The reply must contain all of the records, unchanged.

··· STUDY MATERIAL ···

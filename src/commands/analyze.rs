
use std::path::PathBuf;
use std::time::Duration;

use anyhow::{bail, Context, Result};
use gumdrop::Options;
use tracing::{info, warn};

use crate::automator::{AnalysisOutcome, Automator};
use crate::config::Config;
use crate::error::AutomatorError;
use crate::installer::Installer;
use crate::params::{self, ParamOverride};


#[derive(Options)]
pub struct Args {

	#[options(help_flag)]
	help: bool,

	/// path to the Fiji executable, instead of searching the usual places
	#[options(parse(try_from_str))]
	fiji: Option<PathBuf>,

	/// analysis parameter override as KEY=VALUE, eg pixel_size=65.0, can be repeated
	#[options(multi = "push", meta = "KEY=VALUE")]
	param: Vec<ParamOverride>,

	/// seconds to wait for Fiji before giving up
	timeout: Option<u64>,

	/// if Fiji can't be found, install it into the default folder first
	#[options(no_short)]
	install: bool,

	/// the TIFF stack to analyze
	#[options(free, required, parse(try_from_str))]
	input: PathBuf,

	/// the folder for the results
	#[options(free, required, parse(try_from_str))]
	output: PathBuf
}


pub fn run(config: &Config, args: Args) -> Result<()> {

	let automator = match Automator::new(config, args.fiji.clone()) {
		Ok(automator) => automator,
		Err(AutomatorError::ExecutableNotFound { .. }) if args.install && args.fiji.is_none() => {
			warn!("Fiji not found, installing it first");
			let installer = Installer::new(config, None);
			installer.setup_all()
				.context("Failed to install Fiji")?;
			Automator::new(config, Some(installer.executable()))?
		}
		Err(e) => return Err(e.into())
	};

	let automator = match args.timeout {
		Some(secs) => automator.with_timeout(Duration::from_secs(secs)),
		None => automator
	};

	if !automator.validate_input(&args.input) {
		warn!("Input didn't pass validation, trying the analysis anyway");
	}

	let overrides = params::overrides_map(args.param);
	let outcome = automator.run_analysis(&args.input, &args.output, &overrides)?;

	report(&outcome);

	if !outcome.success {
		bail!("Analysis failed: Fiji exited with code {}", outcome.process.code);
	}

	Ok(())
}


fn report(outcome: &AnalysisOutcome) {

	info!("Macro: {}", outcome.macro_path.to_string_lossy());

	let Some(artifacts) = &outcome.artifacts
		else { return; };

	match (artifacts.results.present, artifacts.results.rows) {
		(true, Some(rows)) => info!("Results: {} ({} localizations)", artifacts.results.path.to_string_lossy(), rows),
		(true, None) => info!("Results: {}", artifacts.results.path.to_string_lossy()),
		(false, _) => warn!("Results: missing")
	}

	if let Some(reconstruction) = &artifacts.reconstruction {
		if reconstruction.present {
			info!("Reconstruction: {}", reconstruction.path.to_string_lossy());
		} else {
			warn!("Reconstruction: missing");
		}
	}
}
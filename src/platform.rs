
use std::fmt;
use std::str::FromStr;

use anyhow::bail;


/// The host operating systems Fiji ships builds for.
#[derive(Debug, Clone, Copy, PartialEq, Eq, Hash)]
pub enum Platform {
	Windows,
	Darwin,
	Linux
}

impl Platform {

	/// Detects the platform from the compile target.
	/// Unix flavors other than macOS use the Linux layout.
	pub fn current() -> Self {
		if cfg!(target_os = "windows") {
			Platform::Windows
		} else if cfg!(target_os = "macos") {
			Platform::Darwin
		} else {
			Platform::Linux
		}
	}

	/// the key segment used for per-platform configuration values
	pub fn key(&self) -> &'static str {
		match self {
			Platform::Windows => "windows",
			Platform::Darwin => "darwin",
			Platform::Linux => "linux"
		}
	}

	pub fn is_unix(&self) -> bool {
		!matches!(self, Platform::Windows)
	}
}

impl fmt::Display for Platform {
	fn fmt(&self, f: &mut fmt::Formatter<'_>) -> fmt::Result {
		f.write_str(self.key())
	}
}

impl FromStr for Platform {

	type Err = anyhow::Error;

	fn from_str(s: &str) -> Result<Self,Self::Err> {
		match s.to_lowercase().as_str() {
			"windows" => Ok(Platform::Windows),
			"darwin" | "macos" => Ok(Platform::Darwin),
			"linux" => Ok(Platform::Linux),
			other => bail!("Unrecognized platform: {}", other)
		}
	}
}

···

FINISHED TASK
filename src/commands/analyze.rs

use std::path::PathBuf;
use std::time::Duration;

use anyhow::{bail, Context, Result};
use gumdrop::Options;
use tracing::{info, warn};

use crate::automator::{AnalysisOutcome, Automator};
use crate::config::Config;
use crate::error::AutomatorError;
use crate::installer::Installer;
use crate::params::{self, ParamOverride};


#[derive(Options)]
pub struct Args {

	#[options(help_flag)]
	help: bool,

	/// path to the Fiji executable, instead of searching the usual places
	#[options(parse(try_from_str))]
	fiji: Option<PathBuf>,

	/// analysis parameter override as KEY=VALUE, eg pixel_size=65.0, can be repeated
	#[options(multi = "push", meta = "KEY=VALUE")]
	param: Vec<ParamOverride>,

	/// seconds to wait for Fiji before giving up
	timeout: Option<u64>,

	/// if Fiji can't be found, install it into the default folder first
	#[options(no_short)]
	install: bool,

	/// the TIFF stack to analyze
	#[options(free, required, parse(try_from_str))]
	input: PathBuf,

	/// the folder for the results
	#[options(free, required, parse(try_from_str))]
	output: PathBuf
}


pub fn run(config: &Config, args: Args) -> Result<()> {

	let automator = match Automator::new(config, args.fiji.clone()) {
		Ok(automator) => automator,
		Err(AutomatorError::ExecutableNotFound { .. }) if args.install && args.fiji.is_none() => {
			warn!("Fiji not found, installing it first");
			let installer = Installer::new(config, None);
			installer.setup_all()
				.context("Failed to install Fiji")?;
			Automator::new(config, Some(installer.executable()))?
		}
		Err(e) => return Err(e.into())
	};

	let automator = match args.timeout {
		Some(secs) => automator.with_timeout(Duration::from_secs(secs)),
		None => automator
	};

	if !automator.validate_input(&args.input) {
		warn!("Input didn't pass validation, trying the analysis anyway");
	}

	let overrides = params::overrides_map(args.param);
	let outcome = automator.run_analysis(&args.input, &args.output, &overrides)?;

	report(&outcome);

	if !outcome.success {
		bail!("Analysis failed: Fiji exited with code {}", outcome.process.code);
	}

	Ok(())
}


fn report(outcome: &AnalysisOutcome) {

	info!("Macro: {}", outcome.macro_path.to_string_lossy());

	let Some(artifacts) = &outcome.artifacts
		else { return; };

	match (artifacts.results.present, artifacts.results.rows) {
		(true, Some(rows)) => info!("Results: {} ({} localizations)", artifacts.results.path.to_string_lossy(), rows),
		(true, None) => info!("Results: {}", artifacts.results.path.to_string_lossy()),
		(false, _) => warn!("Results: missing")
	}

	if let Some(reconstruction) = &artifacts.reconstruction {
		if reconstruction.present {
			info!("Reconstruction: {}", reconstruction.path.to_string_lossy());
		} else {
			warn!("Reconstruction: missing");
		}
	}
}
filename src/platform.rs

use std::fmt;
use std::str::FromStr;

use anyhow::bail;


/// The host operating systems Fiji ships builds for.
#[derive(Debug, Clone, Copy, PartialEq, Eq, Hash)]
pub enum Platform {
	Windows,
	Darwin,
	Linux
}

impl Platform {

	/// Detects the platform from the compile target.
	/// Unix flavors other than macOS use the Linux layout.
	pub fn current() -> Self {
		if cfg!(target_os = "windows") {
			Platform::Windows
		} else if cfg!(target_os = "macos") {
			Platform::Darwin
		} else {
			Platform::Linux
		}
	}

	/// the key segment used for per-platform configuration values
	pub fn key(&self) -> &'static str {
		match self {
			Platform::Windows => "windows",
			Platform::Darwin => "darwin",
			Platform::Linux => "linux"
		}
	}

	pub fn is_unix(&self) -> bool {
		!matches!(self, Platform::Windows)
	}
}

impl fmt::Display for Platform {
	fn fmt(&self, f: &mut fmt::Formatter<'_>) -> fmt::Result {
		f.write_str(self.key())
	}
}

impl FromStr for Platform {

	type Err = anyhow::Error;

	fn from_str(s: &str) -> Result<Self,Self::Err> {
		match s.to_lowercase().as_str() {
			"windows" => Ok(Platform::Windows),
			"darwin" | "macos" => Ok(Platform::Darwin),
			"linux" => Ok(Platform::Linux),
			other => bail!("Unrecognized platform: {}", other)
		}
	}
}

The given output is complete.